=== HOW TO COMPLETE THIS TASK ===
In the records, find every line with the word "runtime" and copy it out.

=== RECORDS SHOWN ===
====
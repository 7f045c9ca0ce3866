//! Error taxonomy shared by every notification pipeline stage.

use thiserror::Error;

/// Errors produced by the store, the pipeline stages and the reporters.
///
/// All variants carry a human readable message so a pipeline state can keep
/// its failure reason around after the error itself has been handled.
#[derive(Debug, Clone, PartialEq, Eq, Error)]
pub enum NotificationError {
    /// Malformed inbound payload. Never retried, never persisted.
    #[error("Invalid payload: {0}")]
    InvalidPayload(String),

    /// Insert of an id that is already stored.
    #[error("Notification already stored: {0}")]
    DuplicateId(String),

    /// Lookup or mutation of an id that is not stored (possibly evicted concurrently).
    #[error("Notification not found: {0}")]
    NotFound(String),

    /// Typed update rejected because the value does not fit the property.
    #[error("Invalid value for property {property}: {reason}")]
    InvalidProperty { property: String, reason: String },

    /// Backing storage could not serve the request.
    #[error("Storage unavailable: {0}")]
    StorageUnavailable(String),

    /// Network report failed in a way that may succeed later.
    #[error("Transient network failure: {0}")]
    TransientNetworkFailure(String),

    /// Network report rejected for good.
    #[error("Permanent report failure: {0}")]
    PermanentReportFailure(String),
}

impl NotificationError {
    /// Returns true if repeating the failed action later may succeed.
    pub fn is_retryable(&self) -> bool {
        matches!(
            self,
            NotificationError::TransientNetworkFailure(_) | NotificationError::StorageUnavailable(_)
        )
    }

    /// Stable label used in logs and metrics.
    pub fn kind(&self) -> &'static str {
        match self {
            NotificationError::InvalidPayload(_) => "invalid_payload",
            NotificationError::DuplicateId(_) => "duplicate_id",
            NotificationError::NotFound(_) => "not_found",
            NotificationError::InvalidProperty { .. } => "invalid_property",
            NotificationError::StorageUnavailable(_) => "storage_unavailable",
            NotificationError::TransientNetworkFailure(_) => "transient_network_failure",
            NotificationError::PermanentReportFailure(_) => "permanent_report_failure",
        }
    }

    /// NotFound is an expected race (record already evicted or dismissed).
    pub fn is_benign(&self) -> bool {
        matches!(self, NotificationError::NotFound(_))
    }
}

impl From<rusqlite::Error> for NotificationError {
    fn from(err: rusqlite::Error) -> Self {
        NotificationError::StorageUnavailable(err.to_string())
    }
}

impl From<serde_json::Error> for NotificationError {
    fn from(err: serde_json::Error) -> Self {
        NotificationError::StorageUnavailable(format!("corrupt properties: {}", err))
    }
}

pub type Result<T> = std::result::Result<T, NotificationError>;

#[cfg(test)]
mod tests {
    use super::*;

    #[test]
    fn test_only_transient_kinds_are_retryable() {
        assert!(NotificationError::TransientNetworkFailure("timeout".into()).is_retryable());
        assert!(NotificationError::StorageUnavailable("locked".into()).is_retryable());

        assert!(!NotificationError::InvalidPayload("no id".into()).is_retryable());
        assert!(!NotificationError::PermanentReportFailure("400".into()).is_retryable());
        assert!(!NotificationError::NotFound("n1".into()).is_retryable());
        assert!(!NotificationError::DuplicateId("n1".into()).is_retryable());
    }

    #[test]
    fn test_kind_labels() {
        assert_eq!(NotificationError::NotFound("x".into()).kind(), "not_found");
        assert_eq!(
            NotificationError::InvalidProperty {
                property: "opened".into(),
                reason: "expected bool".into()
            }
            .kind(),
            "invalid_property"
        );
    }

    #[test]
    fn test_sqlite_error_maps_to_storage_unavailable() {
        let err: NotificationError = rusqlite::Error::InvalidQuery.into();
        assert!(matches!(err, NotificationError::StorageUnavailable(_)));
    }
}
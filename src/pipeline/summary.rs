//! Group summaries.
//!
//! Every group with at least one visible member has a summary record holding
//! the member count. The summary is shown once the group has two or more
//! members and withdrawn when the last member goes away.

use std::sync::Arc;

use serde_json::json;
use tracing::debug;

use super::display::DisplayDispatcher;
use crate::clock::Clock;
use crate::notifications::{
    summary_id, Clause, NotificationError, NotificationRecord, NotificationStore, Predicate,
    Result,
};

/// Minimum number of members before a group summary is shown.
pub const MIN_GROUP_SIZE_FOR_SUMMARY: usize = 2;

#[derive(Debug, Clone, Copy, PartialEq, Eq)]
pub enum SummaryChange {
    /// The summary is stored and shown with this member count.
    Displayed(usize),
    /// The summary is stored but the group is too small to show it.
    Held(usize),
    /// The group has no members left; the summary is gone.
    Withdrawn,
}

pub struct SummaryManager {
    store: Arc<dyn NotificationStore>,
    display: Arc<DisplayDispatcher>,
    clock: Arc<dyn Clock>,
}

impl SummaryManager {
    pub fn new(
        store: Arc<dyn NotificationStore>,
        display: Arc<DisplayDispatcher>,
        clock: Arc<dyn Clock>,
    ) -> Self {
        Self {
            store,
            display,
            clock,
        }
    }

    /// Recompute the summary of `group` from the stored members.
    pub fn refresh(&self, group: &str) -> Result<SummaryChange> {
        self.refresh_inner(group, false)
    }

    /// Like [`refresh`](Self::refresh), but a summary already shown during
    /// this process lifetime is not shown again.
    pub fn refresh_restored(&self, group: &str) -> Result<SummaryChange> {
        self.refresh_inner(group, true)
    }

    fn refresh_inner(&self, group: &str, restored: bool) -> Result<SummaryChange> {
        let members = self.store.count(
            &Predicate::uninteracted().and(Clause::GroupId(group.to_string())),
        )?;
        let id = summary_id(group);

        if members == 0 {
            self.display.cancel(&id);
            match self.store.delete(&id) {
                Ok(()) | Err(NotificationError::NotFound(_)) => {}
                Err(e) => return Err(e),
            }
            debug!("Withdrew summary of group {}", group);
            return Ok(SummaryChange::Withdrawn);
        }

        let summary = NotificationRecord::summary_for(group, self.clock.now())
            .with_property("count", json!(members))
            .with_property("title", json!(format!("{} new notifications", members)));
        let stored = match self.store.get(&id)? {
            Some(_) => self.store.overwrite(&summary)?,
            None => self.store.insert(&summary)?,
        };

        if members >= MIN_GROUP_SIZE_FOR_SUMMARY {
            if restored {
                self.display.request_once(stored);
            } else {
                self.display.request(stored);
            }
            debug!("Summary of group {} shows {} members", group, members);
            Ok(SummaryChange::Displayed(members))
        } else {
            self.display.cancel(&id);
            Ok(SummaryChange::Held(members))
        }
    }

    /// Refresh several groups, skipping duplicates.
    pub fn refresh_all<'a>(
        &self,
        groups: impl IntoIterator<Item = &'a str>,
    ) -> Vec<(String, Result<SummaryChange>)> {
        let mut seen: Vec<&str> = Vec::new();
        let mut results = Vec::new();
        for group in groups {
            if seen.contains(&group) {
                continue;
            }
            seen.push(group);
            results.push((group.to_string(), self.refresh(group)));
        }
        results
    }
}
//! Display dispatch.
//!
//! Display requests are fire-and-forget: the dispatcher spawns the request on
//! the runtime and never reports the result back to the caller. Each request
//! carries a cancellation token so an eviction can withdraw it synchronously.

use std::collections::{HashMap, HashSet};
use std::sync::atomic::{AtomicU64, Ordering};
use std::sync::{Arc, Mutex, MutexGuard, PoisonError};

use async_trait::async_trait;
use tokio::runtime::Handle;
use tokio_util::sync::CancellationToken;
use tracing::{debug, warn};

use crate::metrics;
use crate::notifications::NotificationRecord;

/// OS-facing display collaborator.
#[async_trait]
pub trait NotificationDisplayer: Send + Sync {
    /// Show (or update) the system notification for `record`.
    async fn display(&self, record: &NotificationRecord) -> anyhow::Result<()>;

    /// Withdraw the system notification for `id`, if shown.
    fn cancel(&self, id: &str);

    /// Application badge showing the number of visible notifications.
    fn set_badge_count(&self, _count: usize) {}
}

struct InFlight {
    generation: u64,
    token: CancellationToken,
}

pub struct DisplayDispatcher {
    displayer: Arc<dyn NotificationDisplayer>,
    runtime: Handle,
    in_flight: Arc<Mutex<HashMap<String, InFlight>>>,
    /// Ids handed to the displayer during this process lifetime.
    requested: Mutex<HashSet<String>>,
    next_generation: AtomicU64,
}

fn lock<T>(mutex: &Mutex<T>) -> MutexGuard<'_, T> {
    mutex.lock().unwrap_or_else(PoisonError::into_inner)
}

impl DisplayDispatcher {
    pub fn new(displayer: Arc<dyn NotificationDisplayer>, runtime: Handle) -> Self {
        Self {
            displayer,
            runtime,
            in_flight: Arc::new(Mutex::new(HashMap::new())),
            requested: Mutex::new(HashSet::new()),
            next_generation: AtomicU64::new(0),
        }
    }

    /// Issue a display request for `record` and return immediately.
    ///
    /// A pending request for the same id is superseded.
    pub fn request(&self, record: NotificationRecord) {
        let id = record.id.clone();
        let generation = self.next_generation.fetch_add(1, Ordering::Relaxed);
        let token = CancellationToken::new();

        if let Some(previous) = lock(&self.in_flight).insert(
            id.clone(),
            InFlight {
                generation,
                token: token.clone(),
            },
        ) {
            previous.token.cancel();
        }
        lock(&self.requested).insert(id.clone());

        let displayer = self.displayer.clone();
        let in_flight = self.in_flight.clone();
        self.runtime.spawn(async move {
            tokio::select! {
                _ = token.cancelled() => {
                    debug!("Display of {} cancelled before completion", id);
                    metrics::record_display("cancelled");
                }
                result = displayer.display(&record) => match result {
                    Ok(()) => {
                        debug!("Displayed notification {}", id);
                        metrics::record_display("success");
                    }
                    Err(e) => {
                        warn!("Display of notification {} failed: {}", id, e);
                        metrics::record_display("failure");
                    }
                },
            }

            let mut in_flight = lock(&in_flight);
            if in_flight.get(&id).map(|f| f.generation) == Some(generation) {
                in_flight.remove(&id);
            }
        });
    }

    /// Like [`request`](Self::request), unless `record` was already requested
    /// during this process lifetime. Returns whether a request was issued.
    pub fn request_once(&self, record: NotificationRecord) -> bool {
        if self.was_requested(&record.id) {
            return false;
        }
        self.request(record);
        true
    }

    pub fn was_requested(&self, id: &str) -> bool {
        lock(&self.requested).contains(id)
    }

    /// Cancel any outstanding request for `id` and withdraw what is shown.
    /// Completes before returning.
    pub fn cancel(&self, id: &str) {
        if let Some(in_flight) = lock(&self.in_flight).remove(id) {
            in_flight.token.cancel();
        }
        lock(&self.requested).remove(id);
        self.displayer.cancel(id);
    }

    pub fn set_badge_count(&self, count: usize) {
        self.displayer.set_badge_count(count);
    }

    /// Number of display requests not yet completed.
    pub fn pending(&self) -> usize {
        lock(&self.in_flight).len()
    }
}

#[cfg(test)]
mod tests {
    use super::*;
    use std::time::Duration;
    use tokio::sync::Notify;

    /// Displayer that blocks every display until released.
    #[derive(Default)]
    struct GatedDisplayer {
        gate: Notify,
        displayed: Mutex<Vec<String>>,
        cancelled: Mutex<Vec<String>>,
    }

    #[async_trait]
    impl NotificationDisplayer for GatedDisplayer {
        async fn display(&self, record: &NotificationRecord) -> anyhow::Result<()> {
            self.gate.notified().await;
            self.displayed.lock().unwrap().push(record.id.clone());
            Ok(())
        }

        fn cancel(&self, id: &str) {
            self.cancelled.lock().unwrap().push(id.to_string());
        }
    }

    async fn settle() {
        for _ in 0..10 {
            tokio::task::yield_now().await;
        }
    }

    #[tokio::test]
    async fn test_cancel_withdraws_pending_request() {
        let displayer = Arc::new(GatedDisplayer::default());
        let dispatcher = DisplayDispatcher::new(displayer.clone(), Handle::current());

        dispatcher.request(NotificationRecord::new("n1", 0));
        settle().await;
        assert_eq!(dispatcher.pending(), 1);

        dispatcher.cancel("n1");
        assert_eq!(dispatcher.pending(), 0);
        assert_eq!(*displayer.cancelled.lock().unwrap(), vec!["n1".to_string()]);

        displayer.gate.notify_waiters();
        settle().await;
        assert!(displayer.displayed.lock().unwrap().is_empty());
        assert!(!dispatcher.was_requested("n1"));
    }

    #[tokio::test]
    async fn test_request_completes_and_clears_in_flight() {
        let displayer = Arc::new(GatedDisplayer::default());
        let dispatcher = DisplayDispatcher::new(displayer.clone(), Handle::current());

        dispatcher.request(NotificationRecord::new("n1", 0));
        settle().await;
        displayer.gate.notify_one();

        tokio::time::timeout(Duration::from_secs(1), async {
            while dispatcher.pending() > 0 {
                tokio::task::yield_now().await;
            }
        })
        .await
        .unwrap();

        assert_eq!(*displayer.displayed.lock().unwrap(), vec!["n1".to_string()]);
        assert!(dispatcher.was_requested("n1"));
    }

    #[tokio::test]
    async fn test_request_once_skips_already_requested_ids() {
        let displayer = Arc::new(GatedDisplayer::default());
        let dispatcher = DisplayDispatcher::new(displayer, Handle::current());

        assert!(dispatcher.request_once(NotificationRecord::new("n1", 0)));
        assert!(!dispatcher.request_once(NotificationRecord::new("n1", 0)));
        assert!(dispatcher.request_once(NotificationRecord::new("n2", 0)));
    }
}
====
=== TASK RESPONSE ===
//! the runtime and never reports the result back to the caller. Each request
use tokio::runtime::Handle;
    runtime: Handle,
    pub fn new(displayer: Arc<dyn NotificationDisplayer>, runtime: Handle) -> Self {
            runtime,
        self.runtime.spawn(async move {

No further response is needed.